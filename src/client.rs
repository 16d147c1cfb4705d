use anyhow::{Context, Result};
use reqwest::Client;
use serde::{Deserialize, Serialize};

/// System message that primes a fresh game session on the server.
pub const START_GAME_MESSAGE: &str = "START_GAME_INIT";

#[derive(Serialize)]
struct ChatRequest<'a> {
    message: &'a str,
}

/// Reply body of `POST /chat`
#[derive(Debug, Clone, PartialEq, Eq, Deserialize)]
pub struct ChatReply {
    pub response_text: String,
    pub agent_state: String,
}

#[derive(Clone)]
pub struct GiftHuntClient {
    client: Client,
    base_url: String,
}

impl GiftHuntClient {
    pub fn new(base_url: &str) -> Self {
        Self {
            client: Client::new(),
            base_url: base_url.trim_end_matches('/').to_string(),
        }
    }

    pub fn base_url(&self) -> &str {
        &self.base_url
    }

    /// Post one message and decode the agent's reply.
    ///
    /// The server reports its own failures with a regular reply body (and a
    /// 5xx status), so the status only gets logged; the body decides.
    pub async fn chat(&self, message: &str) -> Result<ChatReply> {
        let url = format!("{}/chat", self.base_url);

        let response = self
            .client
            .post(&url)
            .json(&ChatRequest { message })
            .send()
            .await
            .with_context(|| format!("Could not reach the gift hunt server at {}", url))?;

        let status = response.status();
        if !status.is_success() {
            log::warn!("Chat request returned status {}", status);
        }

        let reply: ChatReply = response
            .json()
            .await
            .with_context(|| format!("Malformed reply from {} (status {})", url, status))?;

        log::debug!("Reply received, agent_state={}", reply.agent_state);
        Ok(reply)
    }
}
==
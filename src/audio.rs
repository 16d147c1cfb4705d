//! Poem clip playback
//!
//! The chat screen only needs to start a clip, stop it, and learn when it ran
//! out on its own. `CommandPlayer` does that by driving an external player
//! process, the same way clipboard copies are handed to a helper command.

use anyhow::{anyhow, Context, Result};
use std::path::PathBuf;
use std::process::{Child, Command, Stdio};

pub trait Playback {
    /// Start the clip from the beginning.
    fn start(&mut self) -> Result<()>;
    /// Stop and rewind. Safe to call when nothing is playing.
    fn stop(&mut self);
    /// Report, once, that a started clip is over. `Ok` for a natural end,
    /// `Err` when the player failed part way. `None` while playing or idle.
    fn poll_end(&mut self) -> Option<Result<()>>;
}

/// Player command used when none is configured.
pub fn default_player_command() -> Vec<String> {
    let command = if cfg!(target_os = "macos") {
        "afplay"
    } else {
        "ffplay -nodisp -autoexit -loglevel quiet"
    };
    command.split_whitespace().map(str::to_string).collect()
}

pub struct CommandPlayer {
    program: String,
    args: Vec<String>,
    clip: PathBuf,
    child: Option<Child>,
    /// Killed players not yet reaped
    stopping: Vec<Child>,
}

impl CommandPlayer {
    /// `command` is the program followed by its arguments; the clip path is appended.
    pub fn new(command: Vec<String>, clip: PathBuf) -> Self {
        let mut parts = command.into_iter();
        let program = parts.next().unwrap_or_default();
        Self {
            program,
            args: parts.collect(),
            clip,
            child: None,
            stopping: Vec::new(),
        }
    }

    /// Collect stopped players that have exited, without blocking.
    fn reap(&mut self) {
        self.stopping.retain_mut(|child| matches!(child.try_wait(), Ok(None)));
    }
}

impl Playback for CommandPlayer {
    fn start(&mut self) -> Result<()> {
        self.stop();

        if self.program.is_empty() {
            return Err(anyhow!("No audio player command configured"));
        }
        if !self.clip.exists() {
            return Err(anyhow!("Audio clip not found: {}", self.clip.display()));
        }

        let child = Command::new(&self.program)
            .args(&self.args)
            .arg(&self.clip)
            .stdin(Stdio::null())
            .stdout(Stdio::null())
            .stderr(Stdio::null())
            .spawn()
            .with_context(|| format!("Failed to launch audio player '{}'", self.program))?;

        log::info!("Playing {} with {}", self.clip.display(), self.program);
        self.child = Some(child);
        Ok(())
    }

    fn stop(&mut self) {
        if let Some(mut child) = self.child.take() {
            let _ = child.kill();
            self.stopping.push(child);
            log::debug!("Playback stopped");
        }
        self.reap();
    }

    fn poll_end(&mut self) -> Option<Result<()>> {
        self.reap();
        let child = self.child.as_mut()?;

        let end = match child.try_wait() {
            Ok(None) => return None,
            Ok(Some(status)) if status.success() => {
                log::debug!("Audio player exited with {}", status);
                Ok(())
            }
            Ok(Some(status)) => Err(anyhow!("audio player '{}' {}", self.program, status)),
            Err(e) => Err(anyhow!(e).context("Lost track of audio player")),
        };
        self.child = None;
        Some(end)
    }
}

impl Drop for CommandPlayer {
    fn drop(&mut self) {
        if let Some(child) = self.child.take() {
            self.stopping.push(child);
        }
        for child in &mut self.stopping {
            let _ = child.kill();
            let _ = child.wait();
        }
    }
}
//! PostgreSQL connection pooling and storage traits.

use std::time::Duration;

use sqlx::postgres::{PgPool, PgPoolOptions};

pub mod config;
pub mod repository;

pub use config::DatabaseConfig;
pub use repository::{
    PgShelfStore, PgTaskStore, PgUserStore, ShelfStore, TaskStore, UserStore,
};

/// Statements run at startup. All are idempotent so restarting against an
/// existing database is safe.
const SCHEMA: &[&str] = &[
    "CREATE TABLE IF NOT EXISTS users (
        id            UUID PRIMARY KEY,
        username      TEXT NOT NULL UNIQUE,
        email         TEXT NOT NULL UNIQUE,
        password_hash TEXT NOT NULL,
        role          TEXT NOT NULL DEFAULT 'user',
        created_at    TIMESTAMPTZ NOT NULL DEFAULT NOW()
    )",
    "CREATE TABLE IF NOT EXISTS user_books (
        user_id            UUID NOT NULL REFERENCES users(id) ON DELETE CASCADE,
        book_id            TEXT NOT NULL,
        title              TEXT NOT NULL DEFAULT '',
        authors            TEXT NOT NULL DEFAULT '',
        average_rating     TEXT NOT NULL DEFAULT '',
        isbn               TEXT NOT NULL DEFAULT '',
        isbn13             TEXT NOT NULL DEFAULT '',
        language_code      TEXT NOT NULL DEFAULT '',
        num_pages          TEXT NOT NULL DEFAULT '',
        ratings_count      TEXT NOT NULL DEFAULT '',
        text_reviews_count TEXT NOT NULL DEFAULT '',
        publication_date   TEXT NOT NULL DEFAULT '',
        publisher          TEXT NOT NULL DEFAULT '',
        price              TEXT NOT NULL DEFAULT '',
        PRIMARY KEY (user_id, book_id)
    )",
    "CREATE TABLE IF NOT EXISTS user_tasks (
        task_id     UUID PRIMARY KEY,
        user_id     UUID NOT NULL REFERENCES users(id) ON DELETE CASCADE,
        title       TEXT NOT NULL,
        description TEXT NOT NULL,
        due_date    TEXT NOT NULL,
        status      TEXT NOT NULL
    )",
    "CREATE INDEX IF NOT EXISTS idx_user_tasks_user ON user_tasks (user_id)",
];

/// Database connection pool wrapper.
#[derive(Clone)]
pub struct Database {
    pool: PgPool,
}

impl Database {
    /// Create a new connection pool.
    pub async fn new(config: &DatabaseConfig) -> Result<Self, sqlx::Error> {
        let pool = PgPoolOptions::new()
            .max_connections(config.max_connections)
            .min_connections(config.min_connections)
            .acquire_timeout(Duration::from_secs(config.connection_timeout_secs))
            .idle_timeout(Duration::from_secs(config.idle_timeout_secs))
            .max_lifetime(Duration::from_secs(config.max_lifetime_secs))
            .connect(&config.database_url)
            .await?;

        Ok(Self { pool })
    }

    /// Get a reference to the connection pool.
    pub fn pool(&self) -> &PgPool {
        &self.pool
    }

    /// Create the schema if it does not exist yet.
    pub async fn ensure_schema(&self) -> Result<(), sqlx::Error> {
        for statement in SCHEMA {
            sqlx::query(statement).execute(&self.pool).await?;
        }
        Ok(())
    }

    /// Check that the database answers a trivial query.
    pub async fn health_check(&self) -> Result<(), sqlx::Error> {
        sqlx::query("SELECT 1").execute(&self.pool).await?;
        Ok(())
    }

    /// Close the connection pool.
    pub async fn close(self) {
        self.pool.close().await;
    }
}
...
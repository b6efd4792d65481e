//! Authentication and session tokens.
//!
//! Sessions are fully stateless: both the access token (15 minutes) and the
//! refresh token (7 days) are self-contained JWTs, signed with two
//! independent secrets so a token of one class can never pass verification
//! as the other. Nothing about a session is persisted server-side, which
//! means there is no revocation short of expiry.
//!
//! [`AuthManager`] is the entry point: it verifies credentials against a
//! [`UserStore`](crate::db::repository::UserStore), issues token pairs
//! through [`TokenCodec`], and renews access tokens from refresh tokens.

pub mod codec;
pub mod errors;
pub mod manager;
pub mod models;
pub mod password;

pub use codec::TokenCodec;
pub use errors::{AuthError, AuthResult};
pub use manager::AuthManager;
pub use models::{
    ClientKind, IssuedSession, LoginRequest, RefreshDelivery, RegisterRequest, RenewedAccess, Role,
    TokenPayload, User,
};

■ What the exercise asks
Could you show every line of the listing that holds the string "against"?

■ Answer box
/// Statements run at startup. All are idempotent so restarting against an
//! [`AuthManager`] is the entry point: it verifies credentials against a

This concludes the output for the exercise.